_What you need to do:_
The listing below contains a span that opens with the line containing "pub mod store;" and closes with the line containing "pub fn data_dir(&self)". Return that span exactly.

_Task input:_
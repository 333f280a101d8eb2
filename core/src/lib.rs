pub mod backup;
pub mod catalog;
pub mod config;
pub mod error;
pub mod hooks;
pub mod manager;
pub mod restore;
pub mod stats;
pub mod store;
pub mod types;

pub use catalog::{BackupCatalog, Snapshot};
pub use config::EngineConfig;
pub use error::{Error, Result};
pub use manager::BackupManager;
pub use types::*;
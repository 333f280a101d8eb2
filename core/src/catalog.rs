use crate::types::{FileRecord, SnapshotKind, ledger_timestamp};
use crate::{Error, Result};
use serde::{Deserialize, Serialize};
use std::io::ErrorKind;
use std::path::{Path, PathBuf};
use tokio::fs;
use tracing::warn;

/// One backup instance as recorded in the ledger. Field names match the
/// persisted `backups.json` schema.
#[derive(Debug, Clone, Serialize, Deserialize)]
pub struct Snapshot {
    pub name: String,
    #[serde(rename = "date")]
    pub created_at: String,
    #[serde(rename = "path")]
    pub storage_path: PathBuf,
    #[serde(rename = "type")]
    pub kind: SnapshotKind,
}

impl Snapshot {
    pub fn new(name: impl Into<String>, storage_path: PathBuf, kind: SnapshotKind) -> Self {
        Self {
            name: name.into(),
            created_at: ledger_timestamp(),
            storage_path,
            kind,
        }
    }

    /// Location of the per-file metadata list (dedup snapshots only).
    pub fn metadata_file(&self) -> PathBuf {
        self.storage_path.join("metadata").join("files.json")
    }

    /// Location of the full data copy (legacy snapshots only).
    pub fn data_dir(&self) -> PathBuf {
        self.storage_path.join("data")
    }

    /// Loads this snapshot's file records.
    ///
    /// A missing metadata file or an unparsable top level is fatal. A single
    /// record missing required fields (or carrying an invalid digest) is
    /// skipped with a warning; the remaining records are still usable.
    pub async fn load_records(&self) -> Result<Vec<FileRecord>> {
        let path = self.metadata_file();
        let raw = match fs::read(&path).await {
            Ok(raw) => raw,
            Err(e) if e.kind() == ErrorKind::NotFound => {
                return Err(Error::MetadataMissing {
                    path: path.display().to_string(),
                });
            }
            Err(e) => return Err(e.into()),
        };

        let values: Vec<serde_json::Value> =
            serde_json::from_slice(&raw).map_err(|_| Error::MetadataCorrupt {
                path: path.display().to_string(),
            })?;

        let mut records = Vec::with_capacity(values.len());
        for value in values {
            match serde_json::from_value::<FileRecord>(value) {
                Ok(record) => records.push(record),
                Err(e) => {
                    warn!(snapshot = %self.name, error = %e, "skipping incomplete file record");
                }
            }
        }
        Ok(records)
    }
}

/// Persisted, ordered ledger of every known snapshot.
///
/// The ledger is a single JSON array; the whole file is rewritten on save
/// (temp file then rename). Entries are unique by storage path.
pub struct BackupCatalog {
    ledger_path: PathBuf,
    snapshots: Vec<Snapshot>,
}

impl BackupCatalog {
    /// Loads the ledger. A missing file is an empty catalog; a file that
    /// fails to parse is `MetadataCorrupt`, never silently empty.
    pub async fn load(ledger_path: PathBuf) -> Result<Self> {
        let snapshots = match fs::read(&ledger_path).await {
            Ok(data) => serde_json::from_slice(&data).map_err(|e| {
                warn!(path = %ledger_path.display(), error = %e, "catalog ledger failed to parse");
                Error::MetadataCorrupt {
                    path: ledger_path.display().to_string(),
                }
            })?,
            Err(e) if e.kind() == ErrorKind::NotFound => Vec::new(),
            Err(e) => return Err(e.into()),
        };

        Ok(Self {
            ledger_path,
            snapshots,
        })
    }

    pub async fn save(&self) -> Result<()> {
        let data = serde_json::to_vec_pretty(&self.snapshots)?;
        let tmp = self.ledger_path.with_extension("json.tmp");
        fs::write(&tmp, &data).await?;
        fs::rename(&tmp, &self.ledger_path).await?;
        Ok(())
    }

    pub fn append(&mut self, snapshot: Snapshot) {
        self.snapshots.push(snapshot);
    }

    pub fn find_by_path(&self, path: &Path) -> Option<&Snapshot> {
        self.snapshots.iter().find(|s| s.storage_path == path)
    }

    pub fn remove(&mut self, path: &Path) -> Option<Snapshot> {
        let idx = self.snapshots.iter().position(|s| s.storage_path == path)?;
        Some(self.snapshots.remove(idx))
    }

    /// Renames a snapshot in place, returning the old name.
    pub fn rename(&mut self, path: &Path, new_name: &str) -> Option<String> {
        let snapshot = self.snapshots.iter_mut().find(|s| s.storage_path == path)?;
        let old = std::mem::replace(&mut snapshot.name, new_name.to_string());
        Some(old)
    }

    /// Snapshots ordered most recent first. `created_at` is fixed-width
    /// ISO-8601, so string order is chronological order.
    pub fn list(&self) -> Vec<&Snapshot> {
        let mut snapshots: Vec<_> = self.snapshots.iter().collect();
        snapshots.sort_by(|a, b| b.created_at.cmp(&a.created_at));
        snapshots
    }

    /// The snapshot with the lexicographically greatest `created_at`.
    pub fn latest(&self) -> Option<&Snapshot> {
        self.snapshots.iter().max_by(|a, b| a.created_at.cmp(&b.created_at))
    }

    pub fn iter(&self) -> impl Iterator<Item = &Snapshot> {
        self.snapshots.iter()
    }

    pub fn len(&self) -> usize {
        self.snapshots.len()
    }

    pub fn is_empty(&self) -> bool {
        self.snapshots.is_empty()
    }
}

#[cfg(test)]
mod tests {
    use super::*;

    fn snapshot(name: &str, date: &str, path: &str) -> Snapshot {
        Snapshot {
            name: name.to_string(),
            created_at: date.to_string(),
            storage_path: PathBuf::from(path),
            kind: SnapshotKind::Dedup,
        }
    }

    #[tokio::test]
    async fn missing_ledger_is_an_empty_catalog() {
        let dir = tempfile::tempdir().unwrap();
        let catalog = BackupCatalog::load(dir.path().join("backups.json"))
            .await
            .unwrap();
        assert!(catalog.is_empty());
    }

    #[tokio::test]
    async fn corrupt_ledger_is_not_silently_emptied() {
        let dir = tempfile::tempdir().unwrap();
        let ledger = dir.path().join("backups.json");
        std::fs::write(&ledger, b"{ not json").unwrap();

        assert!(matches!(
            BackupCatalog::load(ledger).await,
            Err(Error::MetadataCorrupt { .. })
        ));
    }

    #[tokio::test]
    async fn save_and_reload_preserves_wire_format() {
        let dir = tempfile::tempdir().unwrap();
        let ledger = dir.path().join("backups.json");

        let mut catalog = BackupCatalog::load(ledger.clone()).await.unwrap();
        catalog.append(snapshot("first", "2026-01-01T00:00:00.000000Z", "/b/first_x"));
        catalog.save().await.unwrap();

        let text = std::fs::read_to_string(&ledger).unwrap();
        assert!(text.contains("\"type\": \"md5\""));
        assert!(text.contains("\"date\": \"2026-01-01T00:00:00.000000Z\""));

        let reloaded = BackupCatalog::load(ledger).await.unwrap();
        assert_eq!(reloaded.len(), 1);
        assert_eq!(reloaded.list()[0].name, "first");
    }

    #[tokio::test]
    async fn list_orders_by_created_at_descending() {
        let dir = tempfile::tempdir().unwrap();
        let mut catalog = BackupCatalog::load(dir.path().join("backups.json"))
            .await
            .unwrap();
        catalog.append(snapshot("old", "2026-01-01T00:00:00.000000Z", "/b/old"));
        catalog.append(snapshot("new", "2026-03-01T00:00:00.000000Z", "/b/new"));
        catalog.append(snapshot("mid", "2026-02-01T00:00:00.000000Z", "/b/mid"));

        let names: Vec<_> = catalog.list().iter().map(|s| s.name.as_str()).collect();
        assert_eq!(names, vec!["new", "mid", "old"]);
        assert_eq!(catalog.latest().unwrap().name, "new");
    }

    #[tokio::test]
    async fn rename_returns_old_name_and_remove_drops_entry() {
        let dir = tempfile::tempdir().unwrap();
        let mut catalog = BackupCatalog::load(dir.path().join("backups.json"))
            .await
            .unwrap();
        catalog.append(snapshot("before", "2026-01-01T00:00:00.000000Z", "/b/one"));

        let old = catalog.rename(Path::new("/b/one"), "after").unwrap();
        assert_eq!(old, "before");
        assert_eq!(catalog.find_by_path(Path::new("/b/one")).unwrap().name, "after");

        let removed = catalog.remove(Path::new("/b/one")).unwrap();
        assert_eq!(removed.name, "after");
        assert!(catalog.is_empty());
    }

    #[tokio::test]
    async fn incomplete_records_are_skipped_not_fatal() {
        let dir = tempfile::tempdir().unwrap();
        let snap_dir = dir.path().join("snap");
        std::fs::create_dir_all(snap_dir.join("metadata")).unwrap();
        std::fs::write(
            snap_dir.join("metadata").join("files.json"),
            r#"[
                {"path": "a.txt", "md5": "5d41402abc4b2a76b9719d911017c592", "size": 5, "mtime": 1.0},
                {"path": "broken.txt", "size": 5},
                {"path": "bad-digest.txt", "md5": "zz", "size": 1, "mtime": 1.0}
            ]"#,
        )
        .unwrap();

        let snap = Snapshot::new("s", snap_dir, SnapshotKind::Dedup);
        let records = snap.load_records().await.unwrap();
        assert_eq!(records.len(), 1);
        assert_eq!(records[0].path, "a.txt");
    }

    #[tokio::test]
    async fn unparsable_metadata_is_corrupt() {
        let dir = tempfile::tempdir().unwrap();
        let snap_dir = dir.path().join("snap");
        std::fs::create_dir_all(snap_dir.join("metadata")).unwrap();
        std::fs::write(snap_dir.join("metadata").join("files.json"), b"{}").unwrap();

        let snap = Snapshot::new("s", snap_dir.clone(), SnapshotKind::Dedup);
        assert!(matches!(
            snap.load_records().await,
            Err(Error::MetadataCorrupt { .. })
        ));

        std::fs::remove_file(snap_dir.join("metadata").join("files.json")).unwrap();
        assert!(matches!(
            snap.load_records().await,
            Err(Error::MetadataMissing { .. })
        ));
    }
}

_Task solution:_
pub mod store;
pub mod types;

pub use catalog::{BackupCatalog, Snapshot};
pub use config::EngineConfig;
pub use error::{Error, Result};
pub use manager::BackupManager;
pub use types::*;
repository 333f280a101d8eb2
filename core/src/catalog.rs
use crate::types::{FileRecord, SnapshotKind, ledger_timestamp};
use crate::{Error, Result};
use serde::{Deserialize, Serialize};
use std::io::ErrorKind;
use std::path::{Path, PathBuf};
use tokio::fs;
use tracing::warn;

/// One backup instance as recorded in the ledger. Field names match the
/// persisted `backups.json` schema.
#[derive(Debug, Clone, Serialize, Deserialize)]
pub struct Snapshot {
    pub name: String,
    #[serde(rename = "date")]
    pub created_at: String,
    #[serde(rename = "path")]
    pub storage_path: PathBuf,
    #[serde(rename = "type")]
    pub kind: SnapshotKind,
}

impl Snapshot {
    pub fn new(name: impl Into<String>, storage_path: PathBuf, kind: SnapshotKind) -> Self {
        Self {
            name: name.into(),
            created_at: ledger_timestamp(),
            storage_path,
            kind,
        }
    }

    /// Location of the per-file metadata list (dedup snapshots only).
    pub fn metadata_file(&self) -> PathBuf {
        self.storage_path.join("metadata").join("files.json")
    }

    /// Location of the full data copy (legacy snapshots only).
    pub fn data_dir(&self) -> PathBuf {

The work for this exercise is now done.